Holidays can be a nightmare, always winding up in a fight. People feel helpless and don’t know what to do, so they argue. They get mad and stomp out of the room. An interventionist will coach them through the process and help them stay on subject, not get angry or frustrated, and do their part. The intervention is designed to make the addict uncomfortable and want to seek treatment, but it is not supposed to be confrontational.
Families are complicated
The family allows the interventionist to take control and guide everyone. Of course, there are families who cannot come together, or are so dysfunctional that they never agree to allow a professional person to help. For whatever reason, maybe that they think they know better or maybe they just can’t or won’t understand. They become a roadblock.
Family systems are complicated, and the family has already played a part in the addiction. They enable the use because it’s the easy way out. They refuse to acknowledge the problem because of the shame it brings, or their own ego. It can be overwhelming. “How did things get so far out of control?” They wonder how this happened.

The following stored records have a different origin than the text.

//! Connection registry
//!
//! Maps a display name to the outbound channel of its live connection.
//! One instance per server process, shared by every connection task.

use std::collections::HashMap;
use std::sync::atomic::{AtomicU64, Ordering};
use std::sync::{Arc, Mutex, MutexGuard, PoisonError};

use bytes::Bytes;
use thiserror::Error;
use tokio::sync::mpsc;
use tracing::info;

use chatrelay_protocol::MessageRecord;

/// Frames queued for one client's socket writer
#[derive(Debug, Clone)]
pub enum OutboundMessage {
    /// Broadcast record, serialized by the writer
    Record(Arc<MessageRecord>),
    /// Raw pong response
    Pong(Bytes),
}

pub type OutboundSender = mpsc::Sender<OutboundMessage>;

#[derive(Debug, Error, PartialEq, Eq)]
pub enum RegistryError {
    #[error("identity must not be empty")]
    EmptyIdentity,
}

struct ConnectionEntry {
    connection_id: u64,
    tx: OutboundSender,
}

/// A live connection as seen at snapshot time
#[derive(Clone)]
pub struct Recipient {
    pub identity: String,
    pub connection_id: u64,
    pub tx: OutboundSender,
}

pub struct ConnectionRegistry {
    connections: Mutex<HashMap<String, ConnectionEntry>>,
    next_connection_id: AtomicU64,
}

impl ConnectionRegistry {
    pub fn new() -> Self {
        Self {
            connections: Mutex::new(HashMap::new()),
            next_connection_id: AtomicU64::new(1),
        }
    }

    /// Allocate an id for a new connection. Ids are never reused.
    pub fn next_connection_id(&self) -> u64 {
        self.next_connection_id.fetch_add(1, Ordering::Relaxed)
    }

    fn lock(&self) -> MutexGuard<'_, HashMap<String, ConnectionEntry>> {
        self.connections
            .lock()
            .unwrap_or_else(PoisonError::into_inner)
    }

    /// Insert or replace the entry for `identity`.
    ///
    /// A previous connection under the same name is evicted silently; its
    /// channel is not closed and it simply stops receiving broadcasts.
    pub fn register(
        &self,
        identity: &str,
        connection_id: u64,
        tx: OutboundSender,
    ) -> Result<(), RegistryError> {
        if identity.trim().is_empty() {
            return Err(RegistryError::EmptyIdentity);
        }

        let (evicted, total) = {
            let mut connections = self.lock();
            let evicted = connections
                .insert(identity.to_string(), ConnectionEntry { connection_id, tx })
                .map(|entry| entry.connection_id);
            (evicted, connections.len())
        };

        info!(
            component = "registry",
            event = "registry.registered",
            nickname = %identity,
            connection_id = connection_id,
            evicted_connection_id = ?evicted,
            total = total,
            "Connection registered"
        );
        Ok(())
    }

    /// Remove the entry for `identity` if present, whichever connection owns it.
    ///
    /// Connection teardown goes through [`unregister_connection`] so a stale
    /// connection cannot drop its replacement; this is for callers that own
    /// the name outright.
    ///
    /// [`unregister_connection`]: ConnectionRegistry::unregister_connection
    #[allow(dead_code)]
    pub fn unregister(&self, identity: &str) {
        let (removed, total) = {
            let mut connections = self.lock();
            let removed = connections.remove(identity).is_some();
            (removed, connections.len())
        };

        if removed {
            info!(
                component = "registry",
                event = "registry.unregistered",
                nickname = %identity,
                total = total,
                "Connection unregistered"
            );
        }
    }

    /// Remove `identity` only while it is still bound to `connection_id`.
    ///
    /// A connection that was evicted by a newer one under the same name must
    /// not tear down its replacement on the way out.
    pub fn unregister_connection(&self, identity: &str, connection_id: u64) -> bool {
        let (removed, total) = {
            let mut connections = self.lock();
            let owned = connections
                .get(identity)
                .is_some_and(|entry| entry.connection_id == connection_id);
            if owned {
                connections.remove(identity);
            }
            (owned, connections.len())
        };

        if removed {
            info!(
                component = "registry",
                event = "registry.unregistered",
                nickname = %identity,
                connection_id = connection_id,
                total = total,
                "Connection unregistered"
            );
        }
        removed
    }

    /// Point-in-time copy of the live connections.
    pub fn snapshot(&self) -> Vec<Recipient> {
        self.lock()
            .iter()
            .map(|(identity, entry)| Recipient {
                identity: identity.clone(),
                connection_id: entry.connection_id,
                tx: entry.tx.clone(),
            })
            .collect()
    }

    #[cfg(test)]
    pub fn contains(&self, identity: &str) -> bool {
        self.lock().contains_key(identity)
    }

    /// Connection id currently bound to `identity`
    #[cfg(test)]
    pub fn connection_id(&self, identity: &str) -> Option<u64> {
        self.lock().get(identity).map(|entry| entry.connection_id)
    }

    pub fn connection_count(&self) -> usize {
        self.lock().len()
    }

    #[cfg(test)]
    pub fn is_empty(&self) -> bool {
        self.lock().is_empty()
    }
}

impl Default for ConnectionRegistry {
    fn default() -> Self {
        Self::new()
    }
}

#[cfg(test)]
mod tests {
    use super::*;

    fn channel() -> (OutboundSender, mpsc::Receiver<OutboundMessage>) {
        mpsc::channel(8)
    }

    #[test]
    fn register_and_unregister() {
        let registry = ConnectionRegistry::new();
        let (tx, _rx) = channel();
        registry.register("alice", 1, tx).unwrap();
        assert!(registry.contains("alice"));
        assert_eq!(registry.connection_count(), 1);

        registry.unregister("alice");
        assert!(registry.is_empty());

        // Idempotent
        registry.unregister("alice");
        registry.unregister("nobody");
        assert!(registry.is_empty());
    }

    #[test]
    fn empty_identity_is_rejected() {
        let registry = ConnectionRegistry::new();
        let (tx, _rx) = channel();
        assert_eq!(
            registry.register("  ", 1, tx),
            Err(RegistryError::EmptyIdentity)
        );
        assert!(registry.is_empty());
    }

    #[test]
    fn last_registration_wins() {
        let registry = ConnectionRegistry::new();
        let (first_tx, _first_rx) = channel();
        let (second_tx, _second_rx) = channel();
        registry.register("bob", 1, first_tx).unwrap();
        registry.register("bob", 2, second_tx.clone()).unwrap();

        let snapshot = registry.snapshot();
        assert_eq!(snapshot.len(), 1);
        assert_eq!(snapshot[0].connection_id, 2);
        assert!(snapshot[0].tx.same_channel(&second_tx));
    }

    #[test]
    fn evicted_connection_cannot_remove_its_replacement() {
        let registry = ConnectionRegistry::new();
        let (first_tx, _first_rx) = channel();
        let (second_tx, _second_rx) = channel();
        registry.register("bob", 1, first_tx).unwrap();
        registry.register("bob", 2, second_tx).unwrap();

        assert!(!registry.unregister_connection("bob", 1));
        assert_eq!(registry.connection_id("bob"), Some(2));

        assert!(registry.unregister_connection("bob", 2));
        assert!(!registry.contains("bob"));
    }

    #[test]
    fn connection_ids_are_unique() {
        let registry = ConnectionRegistry::new();
        let a = registry.next_connection_id();
        let b = registry.next_connection_id();
        assert_ne!(a, b);
    }

    #[tokio::test]
    async fn concurrent_mutation_keeps_registry_consistent() {
        let registry = Arc::new(ConnectionRegistry::new());
        let mut tasks = Vec::new();
        for i in 0..32u64 {
            let registry = Arc::clone(&registry);
            tasks.push(tokio::spawn(async move {
                let (tx, _rx) = mpsc::channel(1);
                let name = format!("user-{}", i % 8);
                registry.register(&name, i, tx).unwrap();
                let _ = registry.snapshot();
                if i % 2 == 0 {
                    registry.unregister_connection(&name, i);
                }
            }));
        }
        for task in tasks {
            task.await.unwrap();
        }

        let snapshot = registry.snapshot();
        assert!(snapshot.len() <= 8);
        for recipient in snapshot {
            assert_eq!(
                registry.connection_id(&recipient.identity),
                Some(recipient.connection_id)
            );
        }
    }
}
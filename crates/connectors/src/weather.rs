//! Weather lookup.
//!
//! There is no weather provider behind this yet: every location gets the same
//! fair-weather snapshot so the tool-calling path can be exercised end to end.

use chatrelay_protocol::WeatherReport;

pub fn mock_weather(location: &str) -> WeatherReport {
    WeatherReport {
        location: location.trim().to_string(),
        temperature: "22°C".to_string(),
        condition: "Clear".to_string(),
        humidity: "65%".to_string(),
        wind: "SE 2m/s".to_string(),
    }
}

#[cfg(test)]
mod tests {
    use super::*;

    #[test]
    fn echoes_trimmed_location() {
        let report = mock_weather("  Seoul ");
        assert_eq!(report.location, "Seoul");
        assert_eq!(report.temperature, "22°C");
    }
}
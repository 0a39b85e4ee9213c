//! chatrelay protocol
//!
//! Shared types for communication between the chatrelay server and clients.
//! These types are serialized as JSON over WebSocket and the HTTP API.

use uuid::Uuid;

// Re-exports
pub mod client;
pub mod server;
pub mod types;

pub use client::{ClientEnvelope, EnvelopeKind, TextRequest, TranslateRequest, WeatherRequest};
pub use server::{MessageRecord, NewRecord, RecordKind};
pub use types::*;

/// Display name used for every record produced by the AI assistant.
pub const ASSISTANT_SENDER: &str = "AI Assistant";

/// Display name used for server-generated notices (departures).
pub const SYSTEM_SENDER: &str = "System";

/// Language used by translation when the caller does not name one.
pub const DEFAULT_TARGET_LANGUAGE: &str = "English";

/// Generate a new unique ID
pub fn new_id() -> String {
    Uuid::new_v4().to_string()
}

The interventionist should be skilled in listening and responding to family needs. He/she needs to assure the family that help is possible, gain their confidence and show them a plan that is going to render positive results. Like the addict, the family has to understand that things need to change and that their way of handling the situation hasn’t worked.
When the addict agrees to treatment, the interventionist will take them to a treatment facility where a personalized program will be laid out for the individual.
There is no room for enabling, no room for being the good guy, because the life of the addict may be on the line unless something is done on their behalf. It is sad when family and friends no longer matter. It is even sadder when life does not matter. Don’t be a hero. Get help from a trained professional.
The interventionist knows what questions to ask and what information is necessary to make a proper assessment and an effective strategy for battling the problem. You have an emotional attachment and history with that person.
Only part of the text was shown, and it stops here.